Тишина… Зимняя тишина. В любой момент готова взорваться ты отчаянным набатом колокольным. Сколько раз предстоит услышать его спящим урывками селянам?! Доколе поселился в сердце страх?! Господи, неужели ты оставил нас обреченными?!
Скрипит снег, качается слепой фонарь на столбе. Подует ветер и стихнет вновь, и снова звон в ушах. Так звенит теперь тишина. А мне… Нет мне ответа.
ТЕПЕРЬ. АВГУСТ 2017. ЗАПАДНАЯ СИБИРЬ, РЕЗИДЕНЦИЯ ПРЕЗИДЕНТА РОССИИ. АЛЕВТИНА СРАМНОВА
— Ну говори, говори, Леонид Викторыч! Чего ты краснеешь тут, словно барышня?! — подошёл к замолчавшему в растерянности генералу Кутепову Владимир Владимирович Кутин, покручивая в руке миниатюрную чашку с кофе. — Продолжай: стесянться не кого, здесь все свои. Чем ещё порадуешь, генерал?!

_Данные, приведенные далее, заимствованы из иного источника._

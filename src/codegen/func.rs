//! Struct types, function signatures and bodies, entry synthesis.

use crate::ast::{FnDef, StructDef};
use crate::diagnostic::Diagnostic;
use crate::ir::{RuntimeFn, Type, Value};

use super::types::type_name;
use super::{CodeGen, FnSig, GenResult, ParamSig, Slot};

/// Symbol of a method: `Type__name`.
pub(crate) fn method_symbol(owner: &str, name: &str) -> String {
    format!("{}__{}", owner, name)
}

impl<'b> CodeGen<'b> {
    // ── Structs ───────────────────────────────────────────────────

    pub(crate) fn declare_struct(&mut self, def: &StructDef) -> GenResult<()> {
        let name = &def.name.node;
        if self.ir.custom_type(name).is_some() || super::scalar_type(name).is_some() {
            return Err(Diagnostic::error(
                format!("Type already defined: {}", name),
                def.name.span,
            ));
        }
        let mut fields: Vec<(String, Type)> = Vec::with_capacity(def.fields.len());
        for field in &def.fields {
            if field.ty.node.is_array() {
                return Err(Diagnostic::error(
                    format!("Array fields are not supported: {}.{}", name, field.name.node),
                    field.ty.span,
                ));
            }
            if fields.iter().any(|(f, _)| *f == field.name.node) {
                return Err(Diagnostic::error(
                    format!("Duplicate field: {}.{}", name, field.name.node),
                    field.name.span,
                ));
            }
            if field.ty.node.name == *name {
                return Err(Diagnostic::error(
                    format!("Struct cannot contain itself: {}", name),
                    field.ty.span,
                ));
            }
            let ty = self.resolve_scalar(&field.ty.node.name, field.ty.span)?;
            if ty.is_void() {
                return Err(Diagnostic::error("Field of type void is not allowed", field.ty.span));
            }
            fields.push((field.name.node.clone(), ty));
        }
        log::debug!("struct {} with {} field(s)", name, fields.len());
        self.ir.define_custom_type(name, fields);
        Ok(())
    }

    // ── Signatures ────────────────────────────────────────────────

    /// Register a function (or, with `owner`, a method) so that calls
    /// anywhere in the file resolve before its body is lowered.
    pub(crate) fn declare_fn(&mut self, def: &FnDef, owner: Option<&str>) -> GenResult<FnSig> {
        let name = &def.name.node;
        let symbol = match owner {
            Some(owner) => method_symbol(owner, name),
            None if name == "main" && self.config.module.synthesize_entry => {
                self.config.module.user_entry.clone()
            }
            None => name.clone(),
        };

        if owner.is_none() {
            if RuntimeFn::from_name(name).is_some() || self.builtins.contains(name) {
                return Err(Diagnostic::error(
                    format!("Function name is reserved: {}", name),
                    def.name.span,
                ));
            }
            if self.functions.contains_key(name) {
                return Err(Diagnostic::error(
                    format!("Function already defined: {}", name),
                    def.name.span,
                ));
            }
        } else if self.methods.contains_key(&symbol) {
            return Err(Diagnostic::error(
                format!("Method already defined: {}", symbol.replace("__", ".")),
                def.name.span,
            ));
        }

        let mut params = Vec::with_capacity(def.params.len() + 1);
        if let Some(owner) = owner {
            params.push(ParamSig {
                name: "self".to_string(),
                ty: Type::Struct(owner.to_string()),
                array: None,
            });
        }
        for param in &def.params {
            let tn = &param.ty.node;
            let sig = match self.param_array(tn, param.ty.span)? {
                Some(info) => ParamSig {
                    name: param.name.node.clone(),
                    ty: Type::PTR,
                    array: Some(info),
                },
                None => {
                    let ty = self.resolve_scalar(&tn.name, param.ty.span)?;
                    if ty.is_void() {
                        return Err(Diagnostic::error(
                            format!("Parameter cannot be void: {}", param.name.node),
                            param.ty.span,
                        ));
                    }
                    ParamSig {
                        name: param.name.node.clone(),
                        ty,
                        array: None,
                    }
                }
            };
            params.push(sig);
        }

        let ret = match &def.return_ty {
            None => Type::VOID,
            Some(rt) => {
                if rt.node.is_array() {
                    return Err(Diagnostic::error(
                        format!("Function cannot return an array: {}", name),
                        rt.span,
                    ));
                }
                let ty = self.resolve_scalar(&rt.node.name, rt.span)?;
                if ty.is_struct() {
                    return Err(Diagnostic::error(
                        format!("Function cannot return a struct by value: {}", name),
                        rt.span,
                    ));
                }
                ty
            }
        };

        let ir_params = params.iter().flat_map(ParamSig::ir_params).collect();
        if !self.ir.declare_function(&symbol, ir_params, ret.clone(), false) {
            return Err(Diagnostic::error(
                format!("Function already defined: {}", symbol),
                def.name.span,
            ));
        }

        let sig = FnSig {
            symbol: symbol.clone(),
            params,
            ret,
        };
        match owner {
            Some(owner) => {
                self.ir.add_method(owner, name, &symbol);
                self.methods.insert(symbol, sig.clone());
            }
            None => {
                self.functions.insert(name.clone(), sig.clone());
            }
        }
        log::trace!("declared @{}/{}", sig.symbol, sig.params.len());
        Ok(sig)
    }

    // ── Bodies ────────────────────────────────────────────────────

    /// Lower one body. On error the partial body is dropped and the
    /// function stays a declaration.
    pub(crate) fn build_fn(&mut self, def: &FnDef, sig: &FnSig) -> GenResult<()> {
        let Some(incoming) = self.ir.define_function(&sig.symbol) else {
            return Err(Diagnostic::error(
                format!("Function not found: {}", sig.symbol),
                def.name.span,
            ));
        };
        log::debug!("lowering @{}", sig.symbol);
        self.scopes.reset();
        self.scopes.push();
        self.loop_exits.clear();
        self.current_ret = sig.ret.clone();

        let result = self.build_fn_body(def, sig, incoming);
        if result.is_err() {
            self.ir.discard_body();
        }
        self.scopes.reset();
        self.ir.end_function();
        result
    }

    fn build_fn_body(&mut self, def: &FnDef, sig: &FnSig, incoming: Vec<Value>) -> GenResult<()> {
        let mut incoming = incoming.into_iter();
        for (i, param) in sig.params.iter().enumerate() {
            let Some(value) = incoming.next() else {
                break;
            };
            let slot = if param.ty.is_struct() {
                Slot::scalar(value, param.ty.clone())
            } else {
                let ptr = self.ir.alloca(param.ty.clone());
                self.ir.store(value, ptr.clone());
                match &param.array {
                    Some(info) => {
                        let extents = incoming.by_ref().take(info.rank()).collect();
                        Slot::array(ptr, Type::PTR, info.clone()).with_extents(extents)
                    }
                    None => Slot::scalar(ptr, param.ty.clone()),
                }
            };
            if !self.scopes.declare(&param.name, slot) {
                // `self` is implicit, so only explicit parameters can clash
                let span = def
                    .params
                    .get(i.saturating_sub(sig.params.len() - def.params.len()))
                    .map_or(def.name.span, |p| p.name.span);
                return Err(Diagnostic::error(
                    format!("Duplicate parameter: {}", param.name),
                    span,
                ));
            }
        }

        self.build_stmts(&def.body.node.stmts)?;

        if !self.ir.is_terminated() {
            if self.config.runtime.scope_cleanup {
                self.ir.gc_collect();
            }
            if sig.ret.is_void() {
                self.ir.ret_void();
            } else {
                log::trace!("@{} falls through, returning zero", sig.symbol);
                let zero = self.ir.zero(&sig.ret);
                self.ir.ret(zero);
            }
        }
        Ok(())
    }

    // ── Entry ─────────────────────────────────────────────────────

    /// Native `main(): i32` around the user's entry point.
    pub(crate) fn synthesize_entry(&mut self) {
        let user_entry = self.config.module.user_entry.clone();
        if !self.ir.declare_function("main", Vec::new(), Type::I32, false) {
            self.warn(
                format!("Entry point not synthesized: main is already defined as {}", user_entry),
                crate::span::Span::dummy(),
            );
            return;
        }
        if self.ir.define_function("main").is_none() {
            return;
        }
        self.ir.cleanup_at_exit();

        let user = self
            .functions
            .get("main")
            .filter(|sig| sig.symbol == user_entry)
            .cloned();
        let status = match user {
            Some(sig) if sig.params.is_empty() => {
                let result = self.ir.call(&sig.symbol, Vec::new());
                match &sig.ret {
                    Type::Int(_) => self.ir.int_cast(result, Type::I32, true),
                    Type::Void => self.ir.const_i32(0),
                    other => {
                        log::debug!("user entry returns {}, exiting with 1", type_name(other));
                        self.ir.const_i32(1)
                    }
                }
            }
            Some(_) => {
                log::warn!("user main takes parameters, not calling it");
                self.ir.const_i32(1)
            }
            None => self.ir.const_i32(1),
        };
        self.ir.ret(status);
        self.ir.end_function();
    }
}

Всё складывалось не особо радужно последнюю неделю на фронтире. Рывок войсковой группы российской армии, щедро сдобренной китайскими полевыми частями, к расчётному сроку не достиг поставленной задачи. Фронт растянулся, сильно растянулся. Как и на настоящей войне, бреши оставлять нельзя; а чем ближе линия фронтира подтягивалась к Москве, тем больше встречалось на пути войск нежити. Приказ чётко гласил: выжигать под корень. А как, если в перерожденцах оказалась большая часть былой популяции страны? Это ладно, а гробовых кто-нибудь смог бы приблизительно подсчитать?! То-то и оно. А основная плотность населения — там, вокруг Москвы… Упёрлись, встали.
Кутин, поиграв желваками, нервно махнул рукой на стул — садись! Кутепов, присняв фуражку, протёр лоб платком, и поправив козырёк, тучно рухнул на указанное Премьером место.